• TASK OBJECTIVE
Below are the records; copy each line in them that holds the word "transpose".
%%
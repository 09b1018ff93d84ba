//! [`SqliteStore`], the SQLite implementation of [`BlogStore`].

use std::path::Path;

use blog_core::{
  author::{Author, AuthorPatch, NewAuthor},
  comment::{Comment, CommentBody, NewComment},
  post::{NewPost, Post, PostPatch, PostQuery, PostStatus},
  store::BlogStore,
};
use chrono::Utc;
use rusqlite::OptionalExtension as _;

use crate::{
  Error, Result,
  encode::{
    AUTHOR_COLUMNS, COMMENT_COLUMNS, POST_COLUMNS, RawComment, RawPost, author_row,
    comment_row, encode_dt, encode_status, post_row,
  },
  schema::SCHEMA,
};

/// Path that [`SqliteStore::open`] treats as a request for an in-memory
/// database.
pub const MEMORY_PATH: &str = ":memory:";

// ─── Store ───────────────────────────────────────────────────────────────────

/// A blog store backed by a single SQLite file.
///
/// Cloning is cheap; the inner connection is reference-counted.
#[derive(Clone)]
pub struct SqliteStore {
  conn: tokio_rusqlite::Connection,
}

impl SqliteStore {
  /// Open (or create) a store at `path` and run schema initialisation.
  pub async fn open(path: impl AsRef<Path>) -> Result<Self> {
    if path.as_ref() == Path::new(MEMORY_PATH) {
      return Self::open_in_memory().await;
    }
    let conn = tokio_rusqlite::Connection::open(path).await?;
    let store = Self { conn };
    store.init_schema().await?;
    Ok(store)
  }

  /// Open an in-memory store, useful for testing.
  pub async fn open_in_memory() -> Result<Self> {
    let conn = tokio_rusqlite::Connection::open_in_memory().await?;
    let store = Self { conn };
    store.init_schema().await?;
    Ok(store)
  }

  async fn init_schema(&self) -> Result<()> {
    self
      .conn
      .call(|conn| {
        conn.execute_batch(SCHEMA)?;
        Ok(())
      })
      .await?;
    Ok(())
  }

  async fn fetch_post(&self, id: i64) -> Result<Option<Post>> {
    let raw: Option<RawPost> = self
      .conn
      .call(move |conn| {
        Ok(
          conn
            .query_row(
              &format!("SELECT {POST_COLUMNS} FROM posts WHERE id = ?1"),
              rusqlite::params![id],
              post_row,
            )
            .optional()?,
        )
      })
      .await?;

    raw.map(RawPost::into_post).transpose()
  }

  async fn fetch_comment(&self, id: i64) -> Result<Option<Comment>> {
    let raw: Option<RawComment> = self
      .conn
      .call(move |conn| {
        Ok(
          conn
            .query_row(
              &format!("SELECT {COMMENT_COLUMNS} FROM comments WHERE id = ?1"),
              rusqlite::params![id],
              comment_row,
            )
            .optional()?,
        )
      })
      .await?;

    raw.map(RawComment::into_comment).transpose()
  }
}

/// Whether `e` is a `UNIQUE` constraint violation.
fn is_unique_violation(e: &rusqlite::Error) -> bool {
  matches!(
    e,
    rusqlite::Error::SqliteFailure(f, _)
      if f.extended_code == rusqlite::ffi::SQLITE_CONSTRAINT_UNIQUE
  )
}

// ─── BlogStore impl ──────────────────────────────────────────────────────────

impl BlogStore for SqliteStore {
  type Error = Error;

  // ── Authors ───────────────────────────────────────────────────────────────

  async fn insert_author(&self, input: NewAuthor) -> Result<Author> {
    let NewAuthor { name, email, bio } = input;
    let (name_c, email_c, bio_c) = (name.clone(), email.clone(), bio.clone());

    let id: Option<i64> = self
      .conn
      .call(move |conn| {
        match conn.execute(
          "INSERT INTO authors (name, email, bio) VALUES (?1, ?2, ?3)",
          rusqlite::params![name_c, email_c, bio_c],
        ) {
          Ok(_) => Ok(Some(conn.last_insert_rowid())),
          Err(e) if is_unique_violation(&e) => Ok(None),
          Err(e) => Err(e.into()),
        }
      })
      .await?;

    let id = id.ok_or_else(|| Error::EmailTaken(email.clone()))?;
    tracing::debug!(author_id = id, "inserted author row");
    Ok(Author { id, name, email, bio })
  }

  async fn get_author(&self, id: i64) -> Result<Option<Author>> {
    Ok(
      self
        .conn
        .call(move |conn| {
          Ok(
            conn
              .query_row(
                &format!("SELECT {AUTHOR_COLUMNS} FROM authors WHERE id = ?1"),
                rusqlite::params![id],
                author_row,
              )
              .optional()?,
          )
        })
        .await?,
    )
  }

  async fn find_author_by_email(&self, email: String) -> Result<Option<Author>> {
    Ok(
      self
        .conn
        .call(move |conn| {
          Ok(
            conn
              .query_row(
                &format!("SELECT {AUTHOR_COLUMNS} FROM authors WHERE email = ?1"),
                rusqlite::params![email],
                author_row,
              )
              .optional()?,
          )
        })
        .await?,
    )
  }

  async fn list_authors(&self) -> Result<Vec<Author>> {
    Ok(
      self
        .conn
        .call(|conn| {
          let mut stmt =
            conn.prepare(&format!("SELECT {AUTHOR_COLUMNS} FROM authors ORDER BY id"))?;
          let rows = stmt
            .query_map([], author_row)?
            .collect::<rusqlite::Result<Vec<_>>>()?;
          Ok(rows)
        })
        .await?,
    )
  }

  async fn update_author(&self, id: i64, patch: AuthorPatch) -> Result<Option<Author>> {
    let AuthorPatch { name, bio } = patch;
    // `bio` is tri-state: a flag says whether to touch the column at all.
    let set_bio = bio.is_some();
    let bio = bio.flatten();

    let changed = self
      .conn
      .call(move |conn| {
        Ok(conn.execute(
          "UPDATE authors
             SET name = COALESCE(?2, name),
                 bio  = CASE WHEN ?3 THEN ?4 ELSE bio END
           WHERE id = ?1",
          rusqlite::params![id, name, set_bio, bio],
        )?)
      })
      .await?;

    if changed == 0 {
      return Ok(None);
    }
    self.get_author(id).await
  }

  async fn delete_author(&self, id: i64) -> Result<bool> {
    let deleted = self
      .conn
      .call(move |conn| {
        Ok(conn.execute("DELETE FROM authors WHERE id = ?1", rusqlite::params![id])?)
      })
      .await?;
    Ok(deleted > 0)
  }

  // ── Posts ─────────────────────────────────────────────────────────────────

  async fn insert_post(&self, input: NewPost) -> Result<Post> {
    let now = Utc::now();
    let NewPost { title, content, author_id } = input;

    let (title_c, content_c) = (title.clone(), content.clone());
    let status_str = encode_status(PostStatus::Draft);
    let at_str = encode_dt(now);

    let id = self
      .conn
      .call(move |conn| {
        conn.execute(
          "INSERT INTO posts (title, content, author_id, status, created_at, updated_at)
           VALUES (?1, ?2, ?3, ?4, ?5, ?5)",
          rusqlite::params![title_c, content_c, author_id, status_str, at_str],
        )?;
        Ok(conn.last_insert_rowid())
      })
      .await?;

    Ok(Post {
      id,
      title,
      content,
      author_id,
      status: PostStatus::Draft,
      created_at: now,
      updated_at: now,
    })
  }

  async fn get_post(&self, id: i64) -> Result<Option<Post>> { self.fetch_post(id).await }

  async fn list_posts(&self, query: PostQuery) -> Result<Vec<Post>> {
    let status_str = query.status.map(encode_status);
    let author_id  = query.author_id;
    // SQLite treats a negative LIMIT as "no limit".
    let limit_val  = query.limit.map_or(-1, |l| l as i64);
    let offset_val = query.offset as i64;

    let raws: Vec<RawPost> = self
      .conn
      .call(move |conn| {
        let mut stmt = conn.prepare(&format!(
          "SELECT {POST_COLUMNS}
           FROM posts
           WHERE (?1 IS NULL OR status = ?1)
             AND (?2 IS NULL OR author_id = ?2)
           ORDER BY id
           LIMIT ?3 OFFSET ?4"
        ))?;
        let rows = stmt
          .query_map(
            rusqlite::params![status_str, author_id, limit_val, offset_val],
            post_row,
          )?
          .collect::<rusqlite::Result<Vec<_>>>()?;
        Ok(rows)
      })
      .await?;

    raws.into_iter().map(RawPost::into_post).collect()
  }

  async fn count_posts_by_author(&self, author_id: i64) -> Result<u64> {
    let count: i64 = self
      .conn
      .call(move |conn| {
        Ok(conn.query_row(
          "SELECT COUNT(*) FROM posts WHERE author_id = ?1",
          rusqlite::params![author_id],
          |r| r.get(0),
        )?)
      })
      .await?;
    Ok(count as u64)
  }

  async fn update_post(&self, id: i64, patch: PostPatch) -> Result<Option<Post>> {
    let PostPatch { title, content, status } = patch;
    let status_str = status.map(encode_status);
    let at_str     = encode_dt(Utc::now());

    let changed = self
      .conn
      .call(move |conn| {
        Ok(conn.execute(
          "UPDATE posts
             SET title      = COALESCE(?2, title),
                 content    = COALESCE(?3, content),
                 status     = COALESCE(?4, status),
                 updated_at = ?5
           WHERE id = ?1",
          rusqlite::params![id, title, content, status_str, at_str],
        )?)
      })
      .await?;

    if changed == 0 {
      return Ok(None);
    }
    self.fetch_post(id).await
  }

  async fn delete_post(&self, id: i64) -> Result<bool> {
    let (comments, posts) = self
      .conn
      .call(move |conn| {
        let tx = conn.transaction()?;
        let comments =
          tx.execute("DELETE FROM comments WHERE post_id = ?1", rusqlite::params![id])?;
        let posts = tx.execute("DELETE FROM posts WHERE id = ?1", rusqlite::params![id])?;
        tx.commit()?;
        Ok((comments, posts))
      })
      .await?;

    if posts > 0 {
      tracing::debug!(post_id = id, comments, "deleted post row and its comments");
    }
    Ok(posts > 0)
  }

  // ── Comments ──────────────────────────────────────────────────────────────

  async fn insert_comment(&self, input: NewComment) -> Result<Comment> {
    let now = Utc::now();
    let NewComment { post_id, author_name, content } = input;

    let (author_name_c, content_c) = (author_name.clone(), content.clone());
    let at_str = encode_dt(now);

    let id = self
      .conn
      .call(move |conn| {
        conn.execute(
          "INSERT INTO comments (post_id, author_name, content, created_at)
           VALUES (?1, ?2, ?3, ?4)",
          rusqlite::params![post_id, author_name_c, content_c, at_str],
        )?;
        Ok(conn.last_insert_rowid())
      })
      .await?;

    Ok(Comment {
      id,
      post_id,
      author_name,
      content,
      created_at: now,
    })
  }

  async fn get_comment(&self, id: i64) -> Result<Option<Comment>> {
    self.fetch_comment(id).await
  }

  async fn list_comments(&self, post_id: i64) -> Result<Vec<Comment>> {
    let raws: Vec<RawComment> = self
      .conn
      .call(move |conn| {
        let mut stmt = conn.prepare(&format!(
          "SELECT {COMMENT_COLUMNS} FROM comments WHERE post_id = ?1 ORDER BY id"
        ))?;
        let rows = stmt
          .query_map(rusqlite::params![post_id], comment_row)?
          .collect::<rusqlite::Result<Vec<_>>>()?;
        Ok(rows)
      })
      .await?;

    raws.into_iter().map(RawComment::into_comment).collect()
  }

  async fn list_comments_for_posts(&self, post_ids: Vec<i64>) -> Result<Vec<Comment>> {
    if post_ids.is_empty() {
      return Ok(Vec::new());
    }

    let raws: Vec<RawComment> = self
      .conn
      .call(move |conn| {
        let placeholders = vec!["?"; post_ids.len()].join(", ");
        let mut stmt = conn.prepare(&format!(
          "SELECT {COMMENT_COLUMNS} FROM comments WHERE post_id IN ({placeholders}) ORDER BY id"
        ))?;
        let rows = stmt
          .query_map(rusqlite::params_from_iter(post_ids.iter()), comment_row)?
          .collect::<rusqlite::Result<Vec<_>>>()?;
        Ok(rows)
      })
      .await?;

    raws.into_iter().map(RawComment::into_comment).collect()
  }

  async fn update_comment(&self, id: i64, body: CommentBody) -> Result<Option<Comment>> {
    let CommentBody { author_name, content } = body;

    let changed = self
      .conn
      .call(move |conn| {
        Ok(conn.execute(
          "UPDATE comments SET author_name = ?2, content = ?3 WHERE id = ?1",
          rusqlite::params![id, author_name, content],
        )?)
      })
      .await?;

    if changed == 0 {
      return Ok(None);
    }
    self.fetch_comment(id).await
  }

  async fn delete_comment(&self, id: i64) -> Result<bool> {
    let deleted = self
      .conn
      .call(move |conn| {
        Ok(conn.execute("DELETE FROM comments WHERE id = ?1", rusqlite::params![id])?)
      })
      .await?;
    Ok(deleted > 0)
  }
}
%%
• EXERCISE SOLUTION
    raw.map(RawPost::into_post).transpose()
    raw.map(RawComment::into_comment).transpose()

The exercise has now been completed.